Start of Data

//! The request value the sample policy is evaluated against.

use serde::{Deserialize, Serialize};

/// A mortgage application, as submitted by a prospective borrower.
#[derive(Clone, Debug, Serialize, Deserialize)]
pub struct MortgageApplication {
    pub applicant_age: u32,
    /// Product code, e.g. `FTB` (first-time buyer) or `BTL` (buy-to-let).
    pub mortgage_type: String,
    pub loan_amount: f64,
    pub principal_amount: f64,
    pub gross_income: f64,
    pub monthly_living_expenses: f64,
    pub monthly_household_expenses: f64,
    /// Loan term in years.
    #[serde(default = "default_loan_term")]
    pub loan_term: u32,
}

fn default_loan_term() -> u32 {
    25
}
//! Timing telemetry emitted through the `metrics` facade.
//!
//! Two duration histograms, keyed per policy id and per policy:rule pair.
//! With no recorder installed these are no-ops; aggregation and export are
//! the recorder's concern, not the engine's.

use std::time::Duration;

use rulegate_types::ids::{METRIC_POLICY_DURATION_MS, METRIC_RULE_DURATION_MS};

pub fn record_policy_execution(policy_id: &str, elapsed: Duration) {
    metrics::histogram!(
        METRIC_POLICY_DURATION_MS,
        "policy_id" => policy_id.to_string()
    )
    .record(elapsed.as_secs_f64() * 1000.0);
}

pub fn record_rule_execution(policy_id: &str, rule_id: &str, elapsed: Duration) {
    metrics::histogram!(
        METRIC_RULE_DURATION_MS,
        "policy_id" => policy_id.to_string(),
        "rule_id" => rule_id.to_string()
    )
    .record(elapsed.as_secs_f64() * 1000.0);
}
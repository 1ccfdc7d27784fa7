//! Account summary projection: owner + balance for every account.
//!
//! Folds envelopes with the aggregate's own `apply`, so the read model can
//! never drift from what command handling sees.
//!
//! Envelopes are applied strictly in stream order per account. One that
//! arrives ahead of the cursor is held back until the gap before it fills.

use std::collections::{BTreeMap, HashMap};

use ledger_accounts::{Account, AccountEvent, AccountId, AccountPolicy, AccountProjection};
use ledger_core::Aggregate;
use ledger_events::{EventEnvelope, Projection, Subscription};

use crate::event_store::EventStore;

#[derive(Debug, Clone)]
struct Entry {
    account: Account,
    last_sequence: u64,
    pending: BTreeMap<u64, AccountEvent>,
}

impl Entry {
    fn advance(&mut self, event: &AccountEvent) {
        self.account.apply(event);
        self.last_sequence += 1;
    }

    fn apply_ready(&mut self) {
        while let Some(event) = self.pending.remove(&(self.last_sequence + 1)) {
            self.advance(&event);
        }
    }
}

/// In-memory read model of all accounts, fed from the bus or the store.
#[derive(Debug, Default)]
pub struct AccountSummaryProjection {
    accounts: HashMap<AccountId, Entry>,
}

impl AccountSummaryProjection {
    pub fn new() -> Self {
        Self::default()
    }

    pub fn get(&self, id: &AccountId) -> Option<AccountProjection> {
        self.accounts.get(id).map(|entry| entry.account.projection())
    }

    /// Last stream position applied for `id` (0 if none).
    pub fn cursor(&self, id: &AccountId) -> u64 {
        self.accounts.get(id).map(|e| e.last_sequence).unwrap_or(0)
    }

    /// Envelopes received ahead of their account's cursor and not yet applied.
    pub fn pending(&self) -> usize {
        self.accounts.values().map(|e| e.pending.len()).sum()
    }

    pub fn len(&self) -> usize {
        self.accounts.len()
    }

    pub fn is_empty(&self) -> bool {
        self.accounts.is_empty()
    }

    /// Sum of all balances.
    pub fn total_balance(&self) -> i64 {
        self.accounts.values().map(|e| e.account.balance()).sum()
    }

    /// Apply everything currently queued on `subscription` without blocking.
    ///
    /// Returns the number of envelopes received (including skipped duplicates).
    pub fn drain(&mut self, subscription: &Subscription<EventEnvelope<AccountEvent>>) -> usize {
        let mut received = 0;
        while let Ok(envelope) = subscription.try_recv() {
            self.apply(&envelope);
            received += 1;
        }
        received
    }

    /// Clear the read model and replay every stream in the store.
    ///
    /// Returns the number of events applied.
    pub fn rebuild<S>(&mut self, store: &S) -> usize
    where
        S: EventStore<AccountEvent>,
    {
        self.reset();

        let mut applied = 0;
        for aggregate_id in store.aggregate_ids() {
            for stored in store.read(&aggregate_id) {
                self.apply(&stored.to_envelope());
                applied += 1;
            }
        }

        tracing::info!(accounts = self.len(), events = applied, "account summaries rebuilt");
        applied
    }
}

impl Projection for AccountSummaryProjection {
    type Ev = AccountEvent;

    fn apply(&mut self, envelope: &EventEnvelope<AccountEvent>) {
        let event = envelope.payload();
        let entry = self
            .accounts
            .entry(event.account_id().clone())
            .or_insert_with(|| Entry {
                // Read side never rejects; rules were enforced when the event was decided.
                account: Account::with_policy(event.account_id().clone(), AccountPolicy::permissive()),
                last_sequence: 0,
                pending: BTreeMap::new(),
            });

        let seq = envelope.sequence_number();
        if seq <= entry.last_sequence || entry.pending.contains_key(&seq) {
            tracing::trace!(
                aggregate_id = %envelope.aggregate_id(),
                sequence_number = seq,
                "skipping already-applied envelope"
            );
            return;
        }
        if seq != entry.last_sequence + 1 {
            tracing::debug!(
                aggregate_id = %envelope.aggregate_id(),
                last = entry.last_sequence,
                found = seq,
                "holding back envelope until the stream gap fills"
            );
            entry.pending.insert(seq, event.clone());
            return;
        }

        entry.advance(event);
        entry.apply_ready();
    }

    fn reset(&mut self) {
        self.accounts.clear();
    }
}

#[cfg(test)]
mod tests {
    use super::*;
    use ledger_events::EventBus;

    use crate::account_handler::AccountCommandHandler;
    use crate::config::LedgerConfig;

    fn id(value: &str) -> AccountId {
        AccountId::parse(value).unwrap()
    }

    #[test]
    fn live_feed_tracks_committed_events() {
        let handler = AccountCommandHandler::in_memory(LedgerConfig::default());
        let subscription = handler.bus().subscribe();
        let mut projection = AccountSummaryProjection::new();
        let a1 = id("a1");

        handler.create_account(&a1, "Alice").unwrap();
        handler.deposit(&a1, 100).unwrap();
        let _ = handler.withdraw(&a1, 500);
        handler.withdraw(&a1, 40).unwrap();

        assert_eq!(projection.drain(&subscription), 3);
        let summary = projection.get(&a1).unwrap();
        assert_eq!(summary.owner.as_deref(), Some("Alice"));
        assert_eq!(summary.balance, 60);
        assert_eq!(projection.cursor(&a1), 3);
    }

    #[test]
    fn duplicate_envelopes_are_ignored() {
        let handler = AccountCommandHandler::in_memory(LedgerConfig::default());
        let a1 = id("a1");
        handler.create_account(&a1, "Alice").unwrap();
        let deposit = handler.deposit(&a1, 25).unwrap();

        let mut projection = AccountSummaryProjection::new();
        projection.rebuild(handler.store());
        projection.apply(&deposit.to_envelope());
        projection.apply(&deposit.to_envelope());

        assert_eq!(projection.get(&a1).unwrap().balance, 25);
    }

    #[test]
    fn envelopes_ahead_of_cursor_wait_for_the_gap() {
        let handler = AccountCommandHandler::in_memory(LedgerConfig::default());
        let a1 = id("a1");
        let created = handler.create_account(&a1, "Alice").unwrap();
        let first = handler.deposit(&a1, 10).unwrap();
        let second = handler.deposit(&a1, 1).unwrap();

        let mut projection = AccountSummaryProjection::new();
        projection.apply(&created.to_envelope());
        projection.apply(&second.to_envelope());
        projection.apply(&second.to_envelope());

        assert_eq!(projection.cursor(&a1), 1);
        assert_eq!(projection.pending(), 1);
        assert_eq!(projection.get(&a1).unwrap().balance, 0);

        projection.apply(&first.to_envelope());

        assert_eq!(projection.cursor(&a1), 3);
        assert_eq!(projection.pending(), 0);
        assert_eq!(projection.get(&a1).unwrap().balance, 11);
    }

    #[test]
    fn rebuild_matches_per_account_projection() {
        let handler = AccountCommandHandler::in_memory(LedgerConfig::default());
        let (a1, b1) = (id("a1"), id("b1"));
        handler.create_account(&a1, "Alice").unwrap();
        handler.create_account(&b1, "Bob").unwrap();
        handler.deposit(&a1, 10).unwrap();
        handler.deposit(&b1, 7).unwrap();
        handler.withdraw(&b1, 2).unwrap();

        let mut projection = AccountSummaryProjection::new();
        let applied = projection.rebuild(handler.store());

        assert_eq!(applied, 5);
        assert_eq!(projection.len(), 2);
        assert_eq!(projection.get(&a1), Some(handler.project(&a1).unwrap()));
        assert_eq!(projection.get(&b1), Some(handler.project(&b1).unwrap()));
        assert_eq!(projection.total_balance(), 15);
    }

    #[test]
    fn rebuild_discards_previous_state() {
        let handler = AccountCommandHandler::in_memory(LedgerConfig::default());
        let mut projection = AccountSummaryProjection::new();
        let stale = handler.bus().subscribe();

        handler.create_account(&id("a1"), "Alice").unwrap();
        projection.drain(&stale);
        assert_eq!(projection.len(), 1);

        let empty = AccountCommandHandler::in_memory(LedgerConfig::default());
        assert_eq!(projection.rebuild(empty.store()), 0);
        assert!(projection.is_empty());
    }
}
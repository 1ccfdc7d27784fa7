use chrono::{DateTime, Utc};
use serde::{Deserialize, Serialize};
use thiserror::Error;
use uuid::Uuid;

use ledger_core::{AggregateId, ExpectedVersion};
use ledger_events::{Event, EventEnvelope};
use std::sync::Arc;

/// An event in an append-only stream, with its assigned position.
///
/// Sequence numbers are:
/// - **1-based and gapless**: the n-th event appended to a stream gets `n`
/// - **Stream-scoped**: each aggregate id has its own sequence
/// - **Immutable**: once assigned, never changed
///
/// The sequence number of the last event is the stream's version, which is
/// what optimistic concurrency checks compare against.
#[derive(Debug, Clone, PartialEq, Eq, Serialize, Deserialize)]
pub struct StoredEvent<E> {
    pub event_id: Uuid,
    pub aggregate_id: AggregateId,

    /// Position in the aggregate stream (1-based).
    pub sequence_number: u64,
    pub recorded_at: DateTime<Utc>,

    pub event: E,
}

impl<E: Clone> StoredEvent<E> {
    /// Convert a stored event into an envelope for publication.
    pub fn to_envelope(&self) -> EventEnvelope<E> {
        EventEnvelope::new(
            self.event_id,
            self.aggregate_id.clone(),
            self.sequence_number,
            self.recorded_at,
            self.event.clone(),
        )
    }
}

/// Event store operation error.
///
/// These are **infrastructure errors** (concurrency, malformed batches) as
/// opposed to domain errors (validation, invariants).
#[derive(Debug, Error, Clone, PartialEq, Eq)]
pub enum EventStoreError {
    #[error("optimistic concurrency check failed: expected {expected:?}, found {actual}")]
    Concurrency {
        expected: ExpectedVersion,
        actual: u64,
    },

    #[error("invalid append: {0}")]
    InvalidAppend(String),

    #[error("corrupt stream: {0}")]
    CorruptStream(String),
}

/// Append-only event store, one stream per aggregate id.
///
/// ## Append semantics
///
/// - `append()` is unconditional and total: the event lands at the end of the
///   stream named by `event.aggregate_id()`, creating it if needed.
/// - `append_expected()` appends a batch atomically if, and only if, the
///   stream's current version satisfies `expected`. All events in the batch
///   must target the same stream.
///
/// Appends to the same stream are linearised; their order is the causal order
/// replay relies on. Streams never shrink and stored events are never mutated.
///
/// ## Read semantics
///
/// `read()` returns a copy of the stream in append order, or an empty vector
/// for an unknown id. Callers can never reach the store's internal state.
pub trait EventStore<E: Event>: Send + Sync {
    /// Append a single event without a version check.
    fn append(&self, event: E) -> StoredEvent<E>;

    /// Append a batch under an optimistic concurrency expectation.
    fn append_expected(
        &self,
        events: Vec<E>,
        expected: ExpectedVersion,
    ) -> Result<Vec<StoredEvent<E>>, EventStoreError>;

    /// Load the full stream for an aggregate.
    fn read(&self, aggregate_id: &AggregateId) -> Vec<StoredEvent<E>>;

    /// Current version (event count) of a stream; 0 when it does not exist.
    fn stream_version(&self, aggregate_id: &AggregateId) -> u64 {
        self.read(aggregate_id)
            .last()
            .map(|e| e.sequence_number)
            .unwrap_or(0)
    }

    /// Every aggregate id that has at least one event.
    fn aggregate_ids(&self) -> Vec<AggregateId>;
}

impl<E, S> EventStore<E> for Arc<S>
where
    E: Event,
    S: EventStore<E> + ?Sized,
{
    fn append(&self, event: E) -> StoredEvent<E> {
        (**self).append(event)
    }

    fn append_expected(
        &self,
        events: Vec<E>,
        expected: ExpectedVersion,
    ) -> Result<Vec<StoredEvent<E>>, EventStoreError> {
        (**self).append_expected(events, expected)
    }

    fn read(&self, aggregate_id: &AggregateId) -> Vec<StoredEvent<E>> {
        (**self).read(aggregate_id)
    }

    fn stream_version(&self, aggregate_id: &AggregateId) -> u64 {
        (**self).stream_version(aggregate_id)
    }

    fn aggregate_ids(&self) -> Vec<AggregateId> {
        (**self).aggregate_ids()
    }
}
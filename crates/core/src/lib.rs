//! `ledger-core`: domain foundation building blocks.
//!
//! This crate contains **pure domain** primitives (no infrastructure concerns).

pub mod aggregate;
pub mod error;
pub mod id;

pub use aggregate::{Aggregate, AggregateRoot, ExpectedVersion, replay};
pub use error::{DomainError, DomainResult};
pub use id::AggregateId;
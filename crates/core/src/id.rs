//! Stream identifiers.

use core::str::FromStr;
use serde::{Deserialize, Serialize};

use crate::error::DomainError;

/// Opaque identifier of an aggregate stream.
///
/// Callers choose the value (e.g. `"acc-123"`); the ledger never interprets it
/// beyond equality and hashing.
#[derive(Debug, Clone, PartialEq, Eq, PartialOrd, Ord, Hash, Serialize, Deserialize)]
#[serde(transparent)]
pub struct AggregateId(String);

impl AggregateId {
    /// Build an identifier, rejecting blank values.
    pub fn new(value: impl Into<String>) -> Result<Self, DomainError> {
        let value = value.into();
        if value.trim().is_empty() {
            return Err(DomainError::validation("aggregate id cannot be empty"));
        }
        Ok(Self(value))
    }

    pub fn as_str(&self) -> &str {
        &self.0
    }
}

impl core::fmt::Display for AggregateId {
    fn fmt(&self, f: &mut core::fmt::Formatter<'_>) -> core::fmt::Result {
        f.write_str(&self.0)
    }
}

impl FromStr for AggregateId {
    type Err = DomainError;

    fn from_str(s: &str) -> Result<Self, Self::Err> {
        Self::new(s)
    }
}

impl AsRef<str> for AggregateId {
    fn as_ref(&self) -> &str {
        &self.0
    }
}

End of Data

- _Task prompt_
Extract every line above containing the word "model".

- _Reply to the exercise_
//! Folds envelopes with the aggregate's own `apply`, so the read model can
/// In-memory read model of all accounts, fed from the bus or the store.
    /// Clear the read model and replay every stream in the store.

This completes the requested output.